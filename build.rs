//! Build script for pfw
//!
//! Embeds build-time information (git commit, dirty status, build timestamp)
//! used by `pfw --version` and the startup log line.

fn main() {
    println!("cargo:rerun-if-env-changed=PFW_NFT_COMMAND");

    // Embed git commit, build time, and dirty status
    shadow_rs::ShadowBuilder::builder()
        .build()
        .expect("Failed to generate build info");
}
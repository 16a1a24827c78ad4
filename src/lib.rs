//! pfw - packet forwarding and blocking rule engine
//!
//! Control plane for an nftables-based gateway: keeps user rules (block,
//! forward, tag, group, site VPN) in indexed buckets, compiles them against
//! the device directory into named nftables maps, and serves the REST API
//! that edits them.
//!
//! # Architecture
//!
//! - [`core`] - Rule model, time windows, expressions, identity resolution,
//!   the map compiler and the compiler service
//! - [`api`] - axum REST surface (`/plugins/pfw`, `/firewall`)
//! - [`audit`] - JSON-lines trail of every mutating request
//! - [`validators`] - Input validation and sanitization
//! - [`config`] - Service settings and atomic state persistence
//! - [`utils`] - Utility functions (XDG directories, etc.)
//!
//! # Safety Features
//!
//! - Rules are validated before they reach a bucket
//! - Each batch replaces every managed map in one nft transaction
//! - SHA-256 batch checksums skip redundant re-applies
//! - Secrets are masked on every read path
//! - Atomic file operations with secure permissions

// Allow pedantic clippy warnings that are not worth fixing for this codebase
#![allow(clippy::must_use_candidate)]
#![allow(clippy::return_self_not_must_use)]
#![allow(clippy::needless_lifetimes)]
#![allow(clippy::uninlined_format_args)]
#![allow(clippy::too_many_lines)]
#![allow(clippy::missing_errors_doc)]

pub mod api;
pub mod audit;
pub mod config;
pub mod core;
pub mod utils;
pub mod validators;

// Re-export commonly used types
pub use core::error::{Error, Result};
pub use core::rules::{BlockRule, Config, ForwardRule, GroupRule, SiteVpn, TagRule};
//! Service settings and persisted rule state
//!
//! `config.json` holds how the daemon runs (listen address, compile mode,
//! credentials). The rule state file holds what it enforces and is rewritten
//! after every accepted mutation.

use crate::core::engine::{CompileMode, MAX_DEBOUNCE};
use crate::core::error::{Error, Result};
use crate::core::nft_json::ApplyMode;
use crate::core::store::PersistedState;
use crate::utils::{get_config_dir, get_state_dir};
use serde::{Deserialize, Serialize};
use std::collections::BTreeMap;
use std::io::Write;
use std::path::{Path, PathBuf};
use std::time::Duration;
use tracing::{info, warn};

/// Credentials accepted on mutating requests
#[derive(Debug, Clone, Default, Serialize, Deserialize, PartialEq, Eq)]
pub struct AuthConfig {
    /// Bearer tokens
    #[serde(default)]
    pub tokens: Vec<String>,
    /// Basic auth users: name → password
    #[serde(default)]
    pub users: BTreeMap<String, String>,
}

impl AuthConfig {
    pub fn is_empty(&self) -> bool {
        self.tokens.is_empty() && self.users.is_empty()
    }
}

/// Daemon settings
#[derive(Debug, Clone, Serialize, Deserialize, PartialEq, Eq)]
pub struct ServiceConfig {
    #[serde(default = "default_listen")]
    pub listen: String,
    #[serde(default = "default_state_path")]
    pub state_path: PathBuf,
    /// Device directory exported by the inventory service
    #[serde(default)]
    pub directory_path: Option<PathBuf>,
    #[serde(default)]
    pub compile_mode: CompileMode,
    /// Clamped to 1000 ms
    #[serde(default = "default_debounce_ms")]
    pub debounce_ms: u64,
    #[serde(default)]
    pub apply: ApplyMode,
    #[serde(default = "default_nft_path")]
    pub nft_path: String,
    #[serde(default)]
    pub auth: AuthConfig,
    #[serde(default = "default_log_level")]
    pub log_level: String,
    /// Write logs here instead of stderr
    #[serde(default)]
    pub log_file: Option<PathBuf>,
    #[serde(default = "default_true")]
    pub audit_log: bool,
}

impl Default for ServiceConfig {
    fn default() -> Self {
        Self {
            listen: default_listen(),
            state_path: default_state_path(),
            directory_path: None,
            compile_mode: CompileMode::default(),
            debounce_ms: default_debounce_ms(),
            apply: ApplyMode::default(),
            nft_path: default_nft_path(),
            auth: AuthConfig::default(),
            log_level: default_log_level(),
            log_file: None,
            audit_log: true,
        }
    }
}

fn default_listen() -> String {
    "127.0.0.1:8080".to_string()
}

fn default_state_path() -> PathBuf {
    get_state_dir()
        .unwrap_or_else(|| PathBuf::from("."))
        .join("pfw.json")
}

fn default_debounce_ms() -> u64 {
    250
}

fn default_nft_path() -> String {
    "nft".to_string()
}

fn default_log_level() -> String {
    "info".to_string()
}

fn default_true() -> bool {
    true
}

impl ServiceConfig {
    pub fn debounce(&self) -> Duration {
        Duration::from_millis(self.debounce_ms).min(MAX_DEBOUNCE)
    }

    pub fn default_path() -> Option<PathBuf> {
        get_config_dir().map(|dir| dir.join("config.json"))
    }

    /// Loads settings from `path`; a missing file yields the defaults.
    ///
    /// # Errors
    ///
    /// Returns `Err` if the file exists but cannot be read or parsed.
    pub async fn load(path: &Path) -> Result<Self> {
        let json = match tokio::fs::read_to_string(path).await {
            Ok(json) => json,
            Err(e) if e.kind() == std::io::ErrorKind::NotFound => {
                info!(path = %path.display(), "No config file, using defaults");
                return Ok(Self::default());
            }
            Err(e) => return Err(e.into()),
        };
        let config: Self = serde_json::from_str(&json)?;
        if Duration::from_millis(config.debounce_ms) > MAX_DEBOUNCE {
            warn!(
                debounce_ms = config.debounce_ms,
                "debounce_ms clamped to {}",
                MAX_DEBOUNCE.as_millis()
            );
        }
        Ok(config)
    }
}

// ═══════════════════════════════════════════════════════════════════════════
// Rule state persistence
// ═══════════════════════════════════════════════════════════════════════════

/// Saves the rule state using an atomic write pattern.
/// 1. Writes to a temporary file in the target directory.
/// 2. Sets restrictive permissions (0o600); the file carries secrets.
/// 3. Atomically renames to the target path.
pub async fn save_state(path: &Path, state: &PersistedState) -> Result<()> {
    let json = serde_json::to_vec_pretty(state)?;
    let path = path.to_path_buf();
    tokio::task::spawn_blocking(move || write_atomic(&path, &json))
        .await
        .map_err(|e| Error::Internal(format!("state writer panicked: {e}")))??;
    Ok(())
}

fn write_atomic(path: &Path, bytes: &[u8]) -> std::io::Result<()> {
    let dir = match path.parent() {
        Some(dir) if !dir.as_os_str().is_empty() => dir,
        _ => Path::new("."),
    };
    std::fs::create_dir_all(dir)?;

    let mut file = tempfile::Builder::new()
        .prefix(".pfw-state")
        .suffix(".tmp")
        .tempfile_in(dir)?;

    #[cfg(unix)]
    {
        use std::os::unix::fs::PermissionsExt;
        file.as_file()
            .set_permissions(std::fs::Permissions::from_mode(0o600))?;
    }

    file.write_all(bytes)?;
    file.as_file().sync_all()?;

    file.persist(path).map_err(|e| {
        if e.error.kind() == std::io::ErrorKind::StorageFull {
            std::io::Error::new(
                std::io::ErrorKind::StorageFull,
                "Disk full: cannot save rule state. Free up space and try again.",
            )
        } else {
            e.error
        }
    })?;
    Ok(())
}

/// Loads the rule state; a missing file is an empty state.
///
/// # Errors
///
/// Returns `Err` if the file exists but is unreadable or malformed. The
/// daemon refuses to start rather than overwrite rules it could not parse.
pub async fn load_state(path: &Path) -> Result<PersistedState> {
    match tokio::fs::read_to_string(path).await {
        Ok(json) => Ok(serde_json::from_str(&json)?),
        Err(e) if e.kind() == std::io::ErrorKind::NotFound => Ok(PersistedState::default()),
        Err(e) => Err(e.into()),
    }
}

#[cfg(test)]
mod tests {
    use super::*;
    use crate::core::rules::{BlockRule, Client, Destination, Protocol, RuleBase};

    #[test]
    fn test_service_defaults() {
        let config: ServiceConfig = serde_json::from_str("{}").unwrap();
        assert_eq!(config.listen, "127.0.0.1:8080");
        assert_eq!(config.compile_mode, CompileMode::Debounce);
        assert_eq!(config.debounce(), Duration::from_millis(250));
        assert_eq!(config.apply, ApplyMode::DryRun);
        assert!(config.audit_log);
        assert!(config.auth.is_empty());
    }

    #[test]
    fn test_service_config_parsing() {
        let config: ServiceConfig = serde_json::from_str(
            r#"{
                "listen": "0.0.0.0:9000",
                "compile_mode": "sync",
                "debounce_ms": 5000,
                "apply": "nft",
                "auth": {"tokens": ["abc"], "users": {"admin": "pw"}}
            }"#,
        )
        .unwrap();
        assert_eq!(config.compile_mode, CompileMode::Sync);
        assert_eq!(config.apply, ApplyMode::Nft);
        assert_eq!(config.debounce(), MAX_DEBOUNCE);
        assert_eq!(config.auth.users["admin"], "pw");
    }

    #[tokio::test]
    async fn test_missing_files_are_defaults() {
        let dir = tempfile::tempdir().unwrap();
        let config = ServiceConfig::load(&dir.path().join("nope.json")).await.unwrap();
        assert_eq!(config, ServiceConfig::default());
        let state = load_state(&dir.path().join("nope.json")).await.unwrap();
        assert_eq!(state, PersistedState::default());
    }

    #[tokio::test]
    async fn test_state_round_trip() {
        let dir = tempfile::tempdir().unwrap();
        let path = dir.path().join("nested").join("pfw.json");

        let mut state = PersistedState::default();
        state.pfw.api_token = "secret".to_string();
        state.pfw.block_rules.push(BlockRule {
            base: RuleBase {
                client: Client::src_ip("0.0.0.0"),
                ..RuleBase::named("Block TCP test")
            },
            protocol: Protocol::Tcp,
            dst: Destination::new("1.2.3.4"),
            dst_port: String::new(),
        });

        save_state(&path, &state).await.unwrap();
        let loaded = load_state(&path).await.unwrap();
        assert_eq!(loaded, state);

        // Stored with the real token, wire names preserved
        let raw = std::fs::read_to_string(&path).unwrap();
        assert!(raw.contains("\"APIToken\": \"secret\""));
        assert!(raw.contains("\"BlockRules\""));

        #[cfg(unix)]
        {
            use std::os::unix::fs::PermissionsExt;
            let mode = std::fs::metadata(&path).unwrap().permissions().mode();
            assert_eq!(mode & 0o777, 0o600);
        }
    }

    #[tokio::test]
    async fn test_malformed_state_is_an_error() {
        let dir = tempfile::tempdir().unwrap();
        let path = dir.path().join("pfw.json");
        std::fs::write(&path, "{ not json").unwrap();
        assert!(matches!(load_state(&path).await, Err(Error::Serialization(_))));
    }
}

——

## EXERCISE REQUIREMENTS
List, from the entries above, every line in which the word "BTreeMap" shows up.

## PROBLEM SOLUTION
use std::collections::BTreeMap;
    pub users: BTreeMap<String, String>,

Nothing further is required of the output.